The fifth nerve presents in the arrangement of its branches a similarity to the seventh nerve so striking that it cannot be overlooked. This similarity is at once obvious from an inspection of the diagram of the nerves on Pl. 17, fig. 1, V, or from an examination of the sections representing these nerves (Pl. 17, figs. 3 and 4). It divides like the seventh nerve into three main branches: (1) an anterior and dorsal branch (r. ophthalmicus profundus), whose course lies parallel to but ventral to that of the dorsal branch of the seventh nerve; (2) a main branch to the mandibular arch (r. maxillæ inferioris); and (3) an anterior branch to the palatine arcade (r. maxillæ superioris).

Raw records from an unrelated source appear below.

//! Catalog backend contract
//!
//! The transport belongs to the host application; this crate only consumes
//! the two query operations and normalizes what they return.

use crate::error::BackendError;
use crate::key::CatalogKey;
use async_trait::async_trait;
use serde_json::Value;
use std::collections::HashMap;
use uuid::Uuid;

/// Backend catalog query operations
///
/// Both operations return the raw, possibly legacy-shaped payload, or
/// `Ok(None)` when the backend has no such entity.
#[async_trait]
pub trait CatalogBackend: Send + Sync + 'static {
    /// Fetch one entity by internal id
    async fn fetch_by_id(&self, id: Uuid) -> Result<Option<Value>, BackendError>;

    /// Query one entity by external catalog code
    async fn query_by_code(&self, code: &str) -> Result<Option<Value>, BackendError>;
}

/// Dispatch a key to the backend operation it routes to
pub(crate) async fn fetch(backend: &dyn CatalogBackend, key: &CatalogKey) -> Result<Option<Value>, BackendError> {
    match key {
        CatalogKey::Code(code) => backend.query_by_code(code).await,
        CatalogKey::Internal(id) => backend.fetch_by_id(*id).await,
    }
}

/// In-memory catalog indexed by internal id and catalog code
///
/// Serves payloads verbatim, so legacy shapes reach normalization untouched.
#[derive(Debug, Clone, Default)]
pub struct InMemoryCatalog {
    by_id: HashMap<Uuid, Value>,
    by_code: HashMap<String, Value>,
}

impl InMemoryCatalog {
    /// Create empty catalog
    #[inline]
    #[must_use]
    pub fn new() -> Self {
        Self::default()
    }

    /// Build from a JSON array of payloads
    ///
    /// # Errors
    /// `BackendError::Unavailable` if the document is not a JSON array
    pub fn from_json_str(json: &str) -> Result<Self, BackendError> {
        let value: Value = serde_json::from_str(json)
            .map_err(|e| BackendError::Unavailable(format!("invalid catalog json: {e}")))?;
        let Value::Array(items) = value else {
            return Err(BackendError::Unavailable("catalog json must be an array".to_string()));
        };
        let mut catalog = Self::new();
        for item in items {
            catalog.insert(item);
        }
        Ok(catalog)
    }

    /// Add a payload, indexed by its `id` (UUID) and `asin` / `code` fields
    ///
    /// Payloads with neither are ignored.
    pub fn insert(&mut self, payload: Value) -> bool {
        let id = payload
            .get("id")
            .and_then(Value::as_str)
            .and_then(|s| Uuid::parse_str(s).ok());
        let code = ["asin", "code"]
            .iter()
            .find_map(|k| payload.get(*k).and_then(Value::as_str))
            .filter(|c| CatalogKey::is_catalog_code(c))
            .map(|c| c.trim().to_ascii_uppercase());

        if id.is_none() && code.is_none() {
            tracing::debug!("ignoring catalog payload without id or code");
            return false;
        }
        if let Some(id) = id {
            self.by_id.insert(id, payload.clone());
        }
        if let Some(code) = code {
            self.by_code.insert(code, payload);
        }
        true
    }

    /// Remove every payload reachable through `key`
    pub fn remove(&mut self, key: &CatalogKey) {
        match key {
            CatalogKey::Code(code) => {
                self.by_code.remove(code);
            }
            CatalogKey::Internal(id) => {
                self.by_id.remove(id);
            }
        }
    }

    /// Number of indexed entries (ids plus codes)
    #[inline]
    #[must_use]
    pub fn len(&self) -> usize {
        self.by_id.len() + self.by_code.len()
    }

    /// Check if catalog is empty
    #[inline]
    #[must_use]
    pub fn is_empty(&self) -> bool {
        self.by_id.is_empty() && self.by_code.is_empty()
    }
}

#[async_trait]
impl CatalogBackend for InMemoryCatalog {
    async fn fetch_by_id(&self, id: Uuid) -> Result<Option<Value>, BackendError> {
        Ok(self.by_id.get(&id).cloned())
    }

    async fn query_by_code(&self, code: &str) -> Result<Option<Value>, BackendError> {
        Ok(self.by_code.get(code).cloned())
    }
}

#[cfg(test)]
mod tests {
    use super::*;
    use serde_json::json;

    const UUID: &str = "7d444840-9dc0-11d1-b245-5ffdce74fad2";

    #[tokio::test]
    async fn routes_by_key_shape() {
        let mut catalog = InMemoryCatalog::new();
        catalog.insert(json!({"id": UUID, "asin": "b07xj8c8f5", "title": "Kettle"}));

        let by_code = fetch(&catalog, &CatalogKey::parse("B07XJ8C8F5").unwrap()).await.unwrap();
        let by_id = fetch(&catalog, &CatalogKey::parse(UUID).unwrap()).await.unwrap();
        assert_eq!(by_code, by_id);
        assert!(by_code.is_some());
    }

    #[test]
    fn from_json_requires_array() {
        assert!(InMemoryCatalog::from_json_str("{}").is_err());
        assert!(InMemoryCatalog::from_json_str("not json").is_err());

        let catalog = InMemoryCatalog::from_json_str(r#"[{"asin": "B07XJ8C8F5", "title": "Kettle"}, {"title": "orphan"}]"#).unwrap();
        assert_eq!(catalog.len(), 1);
    }

    #[tokio::test]
    async fn remove_by_key() {
        let mut catalog = InMemoryCatalog::new();
        catalog.insert(json!({"asin": "B07XJ8C8F5", "title": "Kettle"}));
        let key = CatalogKey::parse("B07XJ8C8F5").unwrap();
        catalog.remove(&key);
        assert_eq!(fetch(&catalog, &key).await.unwrap(), None);
        assert!(catalog.is_empty());
    }
}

I was at first inclined to regard the anterior branch of the fifth (ophthalmic) as representing a separate nerve, and was supported in this view by its relation to the most anterior of the head-cavities; but the unexpected discovery of an exactly similar branch in the seventh nerve has induced me to modify this view, and I am now constrained to view the fifth as a single nerve, whose branches exactly correspond with those of the seventh. The anterior branch of the fifth is, like the corresponding branch of the seventh, the ramus dorsalis, and the two other branches are the equivalent of the branches of the seventh, which fork over the spiracle, though in the case of the fifth nerve no distinct cleft is present unless we regard the mouth as such. Embryology thus appears to teach us that the fifth nerve is a single nerve supplying the mandibular arch, and not, as has been usually thought, a complex nerve resulting from the coalescence of two or three distinct nerves. My observations do not embrace the origin or history of the third, fourth, and sixth nerves, but it is hardly possible to help suspecting that in these we have the nerve of one or more segments in front of that supplied by the fifth nerve; a view which well accords with the most recent morphological speculations of Professor Huxley[301].

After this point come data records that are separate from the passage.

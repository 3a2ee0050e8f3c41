//! Whole-document rendering
//!
//! Parses persisted markup, resolves every distinct referenced id
//! concurrently through one shared [`EntityResolver`], and renders each
//! node. Host markup between nodes is emitted verbatim.

use crate::config::LiverefConfig;
use futures::future::join_all;
use liveref_render::{EntityPresenter, FieldPresenter, Presenters, ViewState};
use liveref_resolve::{CatalogBackend, EntityResolver};
use liveref_schema::{Document, Inline};
use serde::Serialize;
use std::collections::HashMap;

/// Outcome counts of one render
#[derive(Debug, Clone, Default, PartialEq, Eq, Serialize)]
pub struct RenderReport {
    /// Reference nodes rendered
    pub references: usize,
    /// Distinct entity ids among them
    pub distinct_ids: usize,
    /// Distinct ids that resolved
    pub resolved: usize,
    /// Distinct ids that failed, with the reason
    pub failures: Vec<(String, String)>,
}

impl RenderReport {
    /// Distinct ids that failed
    #[inline]
    #[must_use]
    pub fn failed(&self) -> usize {
        self.failures.len()
    }
}

/// Rendered document
#[derive(Debug, Clone, PartialEq, Eq, Serialize)]
pub struct RenderOutput {
    /// HTML fragment
    pub html: String,
    /// Outcome counts
    pub report: RenderReport,
}

/// Summary of one reference node, for inspection
#[derive(Debug, Clone, PartialEq, Eq, Serialize)]
pub struct NodeSummary {
    /// Position among the document's pieces
    pub index: usize,
    /// Node type name
    pub kind: &'static str,
    /// Referenced entity id
    pub entity_id: String,
    /// Persisted attributes, defaults omitted
    pub attributes: Vec<(String, String)>,
}

/// Renders persisted documents against live catalog data
#[derive(Debug, Clone)]
pub struct DocumentRenderer {
    resolver: EntityResolver,
    presenters: Presenters,
}

impl DocumentRenderer {
    /// Create renderer over a backend
    #[must_use]
    pub fn new(backend: impl CatalogBackend, config: &LiverefConfig) -> Self {
        let resolver = EntityResolver::with_config(backend, config.resolver_config());
        let presenters = Presenters {
            entity: EntityPresenter::with_defaults().with_snapshot_fallback(config.render_snapshot_fallback),
            field: FieldPresenter::with_defaults(),
        };
        Self::from_parts(resolver, presenters)
    }

    /// Create renderer from an existing resolver and presenters
    #[inline]
    #[must_use]
    pub fn from_parts(resolver: EntityResolver, presenters: Presenters) -> Self {
        Self { resolver, presenters }
    }

    /// Shared resolver
    #[inline]
    #[must_use]
    pub fn resolver(&self) -> &EntityResolver {
        &self.resolver
    }

    /// Render persisted markup
    ///
    /// Never fails. Unreadable markup is emitted as is, and resolution
    /// failures render as placeholders counted in the report.
    pub async fn render(&self, markup: &str) -> RenderOutput {
        self.render_document(&Document::from_markup(markup)).await
    }

    /// Render a parsed document
    pub async fn render_document(&self, document: &Document) -> RenderOutput {
        let ids = document.entity_ids();
        let results = join_all(ids.iter().map(|id| self.resolver.resolve(id))).await;

        let mut report = RenderReport {
            distinct_ids: ids.len(),
            ..RenderReport::default()
        };
        let mut states: HashMap<&str, ViewState> = HashMap::with_capacity(ids.len());
        for (id, result) in ids.iter().zip(results) {
            match &result {
                Ok(_) => report.resolved += 1,
                Err(e) => report.failures.push((id.clone(), e.to_string())),
            }
            states.insert(id.as_str(), ViewState::from(result));
        }

        let mut html = String::new();
        for piece in document.pieces() {
            match piece {
                Inline::Markup(raw) => html.push_str(raw),
                Inline::Node(node) => {
                    report.references += 1;
                    let state = states.get(node.entity_id().trim()).cloned().unwrap_or_default();
                    html.push_str(&self.presenters.render(node, &state));
                }
            }
        }

        tracing::info!(
            references = report.references,
            distinct_ids = report.distinct_ids,
            resolved = report.resolved,
            failed = report.failed(),
            "rendered document"
        );
        RenderOutput { html, report }
    }
}

/// List the reference nodes of persisted markup
#[must_use]
pub fn inspect(markup: &str) -> Vec<NodeSummary> {
    Document::from_markup(markup)
        .references()
        .map(|(index, node)| NodeSummary {
            index,
            kind: node.kind().type_name(),
            entity_id: node.entity_id().to_string(),
            attributes: node.encode().into_iter().collect(),
        })
        .collect()
}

From this enumeration of the nerves the optic nerve is excluded for obvious reasons, and although it has been shewn above that the olfactory nerve develops like the other nerves as an outgrowth from the brain, yet its very late appearance and peculiar relations are, at least for the present, to my mind sufficient grounds for excluding it from the category of segmental cranial nerves.

The nerves then give us indications of seven cranial segments, or, if the nerves to the eye-muscles be included, of at the least eight segments, but to these must be added a number of segments now lost, but which once existed behind the last of those at present remaining.

The branchial clefts have been regarded as guides to segmentation by Gegenbaur, Huxley, Semper, etc., and this view cannot I think be controverted. In Scyllium there are six clefts which give indications of seven segments, viz., the segments of the mandibular arch, hyoid arch, and of the five branchial arches. If, following the views of Dr Dohrn[302], we regard the mouth as representing a cleft, we shall have seven clefts and eight segments; and it is possible, as pointed out in Dr Dohrn's very suggestive pamphlet, that remnants of a still greater number of præoral clefts may still be in existence. Whatever may be the value of these speculations, such forms as Hexanchus and Heptanchus and Amphioxus make it all but certain that the ancestors of Vertebrates had a number of clefts behind those now developed.